What is expected: Your answer must be an exact copy of the data below.

Collected data entries:
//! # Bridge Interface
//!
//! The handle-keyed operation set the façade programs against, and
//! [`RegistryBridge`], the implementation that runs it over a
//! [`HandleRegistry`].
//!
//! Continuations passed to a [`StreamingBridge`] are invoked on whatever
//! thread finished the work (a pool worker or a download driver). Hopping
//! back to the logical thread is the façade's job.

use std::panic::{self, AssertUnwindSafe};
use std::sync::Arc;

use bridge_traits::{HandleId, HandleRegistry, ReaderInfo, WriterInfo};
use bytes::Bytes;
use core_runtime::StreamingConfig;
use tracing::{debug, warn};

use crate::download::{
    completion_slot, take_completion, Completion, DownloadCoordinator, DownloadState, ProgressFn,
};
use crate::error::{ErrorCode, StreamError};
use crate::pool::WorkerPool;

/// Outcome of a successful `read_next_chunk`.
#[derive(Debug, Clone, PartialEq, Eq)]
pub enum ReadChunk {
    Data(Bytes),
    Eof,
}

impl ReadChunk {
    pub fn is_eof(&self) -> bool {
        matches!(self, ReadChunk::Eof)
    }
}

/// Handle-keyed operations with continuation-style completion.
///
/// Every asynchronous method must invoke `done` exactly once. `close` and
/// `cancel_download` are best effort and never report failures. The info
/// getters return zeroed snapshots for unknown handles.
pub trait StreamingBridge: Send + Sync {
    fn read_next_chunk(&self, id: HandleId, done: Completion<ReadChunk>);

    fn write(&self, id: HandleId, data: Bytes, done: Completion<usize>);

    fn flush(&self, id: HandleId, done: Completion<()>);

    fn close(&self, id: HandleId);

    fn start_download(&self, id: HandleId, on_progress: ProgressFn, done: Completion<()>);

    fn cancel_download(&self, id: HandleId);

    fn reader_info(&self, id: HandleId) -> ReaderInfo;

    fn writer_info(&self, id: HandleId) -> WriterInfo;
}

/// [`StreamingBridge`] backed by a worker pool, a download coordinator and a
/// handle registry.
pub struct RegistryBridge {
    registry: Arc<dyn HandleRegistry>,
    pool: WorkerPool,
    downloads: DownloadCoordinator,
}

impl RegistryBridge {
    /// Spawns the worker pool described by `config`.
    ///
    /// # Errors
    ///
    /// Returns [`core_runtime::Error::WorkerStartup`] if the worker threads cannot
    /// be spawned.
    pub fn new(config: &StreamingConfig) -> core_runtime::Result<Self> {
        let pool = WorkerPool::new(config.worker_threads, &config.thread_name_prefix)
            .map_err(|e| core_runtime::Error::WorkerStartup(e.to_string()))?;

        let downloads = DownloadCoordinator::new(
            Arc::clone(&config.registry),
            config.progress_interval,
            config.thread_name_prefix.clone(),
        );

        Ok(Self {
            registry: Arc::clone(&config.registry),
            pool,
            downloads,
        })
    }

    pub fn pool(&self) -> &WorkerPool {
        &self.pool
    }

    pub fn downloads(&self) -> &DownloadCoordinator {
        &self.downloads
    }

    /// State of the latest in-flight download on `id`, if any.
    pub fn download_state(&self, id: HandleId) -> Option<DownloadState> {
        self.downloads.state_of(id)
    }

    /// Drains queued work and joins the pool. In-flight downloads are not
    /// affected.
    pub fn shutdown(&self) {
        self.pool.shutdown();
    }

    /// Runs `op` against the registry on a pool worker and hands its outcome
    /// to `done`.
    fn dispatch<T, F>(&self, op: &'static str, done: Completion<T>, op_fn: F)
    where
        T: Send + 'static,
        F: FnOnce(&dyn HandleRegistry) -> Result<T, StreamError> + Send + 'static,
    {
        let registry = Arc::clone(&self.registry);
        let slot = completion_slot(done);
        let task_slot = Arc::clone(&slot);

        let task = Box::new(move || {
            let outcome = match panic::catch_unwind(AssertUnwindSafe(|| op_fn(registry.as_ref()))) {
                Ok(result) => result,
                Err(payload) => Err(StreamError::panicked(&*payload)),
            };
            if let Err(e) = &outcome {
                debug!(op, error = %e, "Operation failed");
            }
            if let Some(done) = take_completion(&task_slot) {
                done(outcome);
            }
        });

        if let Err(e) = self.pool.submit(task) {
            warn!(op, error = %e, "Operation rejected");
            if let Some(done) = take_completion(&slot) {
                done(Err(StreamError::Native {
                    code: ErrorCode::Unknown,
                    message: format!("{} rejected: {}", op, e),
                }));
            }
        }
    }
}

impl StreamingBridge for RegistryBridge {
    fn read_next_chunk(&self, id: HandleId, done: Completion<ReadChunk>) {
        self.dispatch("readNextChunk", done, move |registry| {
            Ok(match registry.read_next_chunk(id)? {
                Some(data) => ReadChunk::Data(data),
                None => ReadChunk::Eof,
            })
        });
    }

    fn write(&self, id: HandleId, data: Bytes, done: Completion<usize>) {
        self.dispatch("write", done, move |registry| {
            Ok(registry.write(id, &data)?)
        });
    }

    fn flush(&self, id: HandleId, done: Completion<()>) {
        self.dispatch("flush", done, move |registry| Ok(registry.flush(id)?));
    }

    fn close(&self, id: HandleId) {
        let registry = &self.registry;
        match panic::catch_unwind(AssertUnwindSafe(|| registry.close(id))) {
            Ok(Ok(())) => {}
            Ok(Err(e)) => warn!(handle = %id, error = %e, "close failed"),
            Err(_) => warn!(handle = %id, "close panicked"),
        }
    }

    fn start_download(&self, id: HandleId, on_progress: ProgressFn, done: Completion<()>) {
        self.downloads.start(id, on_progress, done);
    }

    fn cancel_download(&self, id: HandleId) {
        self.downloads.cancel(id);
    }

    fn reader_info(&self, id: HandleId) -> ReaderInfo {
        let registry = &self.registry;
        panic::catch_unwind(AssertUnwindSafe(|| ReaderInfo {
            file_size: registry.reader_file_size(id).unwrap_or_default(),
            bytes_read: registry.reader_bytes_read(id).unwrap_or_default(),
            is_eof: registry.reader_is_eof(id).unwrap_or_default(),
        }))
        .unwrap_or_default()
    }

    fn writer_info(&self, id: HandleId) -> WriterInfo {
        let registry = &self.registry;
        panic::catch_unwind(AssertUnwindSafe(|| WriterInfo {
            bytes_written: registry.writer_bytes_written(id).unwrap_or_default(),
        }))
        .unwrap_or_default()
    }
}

The answer:
//! # Bridge Interface
//!
//! The handle-keyed operation set the façade programs against, and
//! [`RegistryBridge`], the implementation that runs it over a
//! [`HandleRegistry`].
//!
//! Continuations passed to a [`StreamingBridge`] are invoked on whatever
//! thread finished the work (a pool worker or a download driver). Hopping
//! back to the logical thread is the façade's job.

use std::panic::{self, AssertUnwindSafe};
use std::sync::Arc;

use bridge_traits::{HandleId, HandleRegistry, ReaderInfo, WriterInfo};
use bytes::Bytes;
use core_runtime::StreamingConfig;
use tracing::{debug, warn};

use crate::download::{
    completion_slot, take_completion, Completion, DownloadCoordinator, DownloadState, ProgressFn,
};
use crate::error::{ErrorCode, StreamError};
use crate::pool::WorkerPool;

/// Outcome of a successful `read_next_chunk`.
#[derive(Debug, Clone, PartialEq, Eq)]
pub enum ReadChunk {
    Data(Bytes),
    Eof,
}

impl ReadChunk {
    pub fn is_eof(&self) -> bool {
        matches!(self, ReadChunk::Eof)
    }
}

/// Handle-keyed operations with continuation-style completion.
///
/// Every asynchronous method must invoke `done` exactly once. `close` and
/// `cancel_download` are best effort and never report failures. The info
/// getters return zeroed snapshots for unknown handles.
pub trait StreamingBridge: Send + Sync {
    fn read_next_chunk(&self, id: HandleId, done: Completion<ReadChunk>);

    fn write(&self, id: HandleId, data: Bytes, done: Completion<usize>);

    fn flush(&self, id: HandleId, done: Completion<()>);

    fn close(&self, id: HandleId);

    fn start_download(&self, id: HandleId, on_progress: ProgressFn, done: Completion<()>);

    fn cancel_download(&self, id: HandleId);

    fn reader_info(&self, id: HandleId) -> ReaderInfo;

    fn writer_info(&self, id: HandleId) -> WriterInfo;
}

/// [`StreamingBridge`] backed by a worker pool, a download coordinator and a
/// handle registry.
pub struct RegistryBridge {
    registry: Arc<dyn HandleRegistry>,
    pool: WorkerPool,
    downloads: DownloadCoordinator,
}

impl RegistryBridge {
    /// Spawns the worker pool described by `config`.
    ///
    /// # Errors
    ///
    /// Returns [`core_runtime::Error::WorkerStartup`] if the worker threads cannot
    /// be spawned.
    pub fn new(config: &StreamingConfig) -> core_runtime::Result<Self> {
        let pool = WorkerPool::new(config.worker_threads, &config.thread_name_prefix)
            .map_err(|e| core_runtime::Error::WorkerStartup(e.to_string()))?;

        let downloads = DownloadCoordinator::new(
            Arc::clone(&config.registry),
            config.progress_interval,
            config.thread_name_prefix.clone(),
        );

        Ok(Self {
            registry: Arc::clone(&config.registry),
            pool,
            downloads,
        })
    }

    pub fn pool(&self) -> &WorkerPool {
        &self.pool
    }

    pub fn downloads(&self) -> &DownloadCoordinator {
        &self.downloads
    }

    /// State of the latest in-flight download on `id`, if any.
    pub fn download_state(&self, id: HandleId) -> Option<DownloadState> {
        self.downloads.state_of(id)
    }

    /// Drains queued work and joins the pool. In-flight downloads are not
    /// affected.
    pub fn shutdown(&self) {
        self.pool.shutdown();
    }

    /// Runs `op` against the registry on a pool worker and hands its outcome
    /// to `done`.
    fn dispatch<T, F>(&self, op: &'static str, done: Completion<T>, op_fn: F)
    where
        T: Send + 'static,
        F: FnOnce(&dyn HandleRegistry) -> Result<T, StreamError> + Send + 'static,
    {
        let registry = Arc::clone(&self.registry);
        let slot = completion_slot(done);
        let task_slot = Arc::clone(&slot);

        let task = Box::new(move || {
            let outcome = match panic::catch_unwind(AssertUnwindSafe(|| op_fn(registry.as_ref()))) {
                Ok(result) => result,
                Err(payload) => Err(StreamError::panicked(&*payload)),
            };
            if let Err(e) = &outcome {
                debug!(op, error = %e, "Operation failed");
            }
            if let Some(done) = take_completion(&task_slot) {
                done(outcome);
            }
        });

        if let Err(e) = self.pool.submit(task) {
            warn!(op, error = %e, "Operation rejected");
            if let Some(done) = take_completion(&slot) {
                done(Err(StreamError::Native {
                    code: ErrorCode::Unknown,
                    message: format!("{} rejected: {}", op, e),
                }));
            }
        }
    }
}

impl StreamingBridge for RegistryBridge {
    fn read_next_chunk(&self, id: HandleId, done: Completion<ReadChunk>) {
        self.dispatch("readNextChunk", done, move |registry| {
            Ok(match registry.read_next_chunk(id)? {
                Some(data) => ReadChunk::Data(data),
                None => ReadChunk::Eof,
            })
        });
    }

    fn write(&self, id: HandleId, data: Bytes, done: Completion<usize>) {
        self.dispatch("write", done, move |registry| {
            Ok(registry.write(id, &data)?)
        });
    }

    fn flush(&self, id: HandleId, done: Completion<()>) {
        self.dispatch("flush", done, move |registry| Ok(registry.flush(id)?));
    }

    fn close(&self, id: HandleId) {
        let registry = &self.registry;
        match panic::catch_unwind(AssertUnwindSafe(|| registry.close(id))) {
            Ok(Ok(())) => {}
            Ok(Err(e)) => warn!(handle = %id, error = %e, "close failed"),
            Err(_) => warn!(handle = %id, "close panicked"),
        }
    }

    fn start_download(&self, id: HandleId, on_progress: ProgressFn, done: Completion<()>) {
        self.downloads.start(id, on_progress, done);
    }

    fn cancel_download(&self, id: HandleId) {
        self.downloads.cancel(id);
    }

    fn reader_info(&self, id: HandleId) -> ReaderInfo {
        let registry = &self.registry;
        panic::catch_unwind(AssertUnwindSafe(|| ReaderInfo {
            file_size: registry.reader_file_size(id).unwrap_or_default(),
            bytes_read: registry.reader_bytes_read(id).unwrap_or_default(),
            is_eof: registry.reader_is_eof(id).unwrap_or_default(),
        }))
        .unwrap_or_default()
    }

    fn writer_info(&self, id: HandleId) -> WriterInfo {
        let registry = &self.registry;
        panic::catch_unwind(AssertUnwindSafe(|| WriterInfo {
            bytes_written: registry.writer_bytes_written(id).unwrap_or_default(),
        }))
        .unwrap_or_default()
    }
}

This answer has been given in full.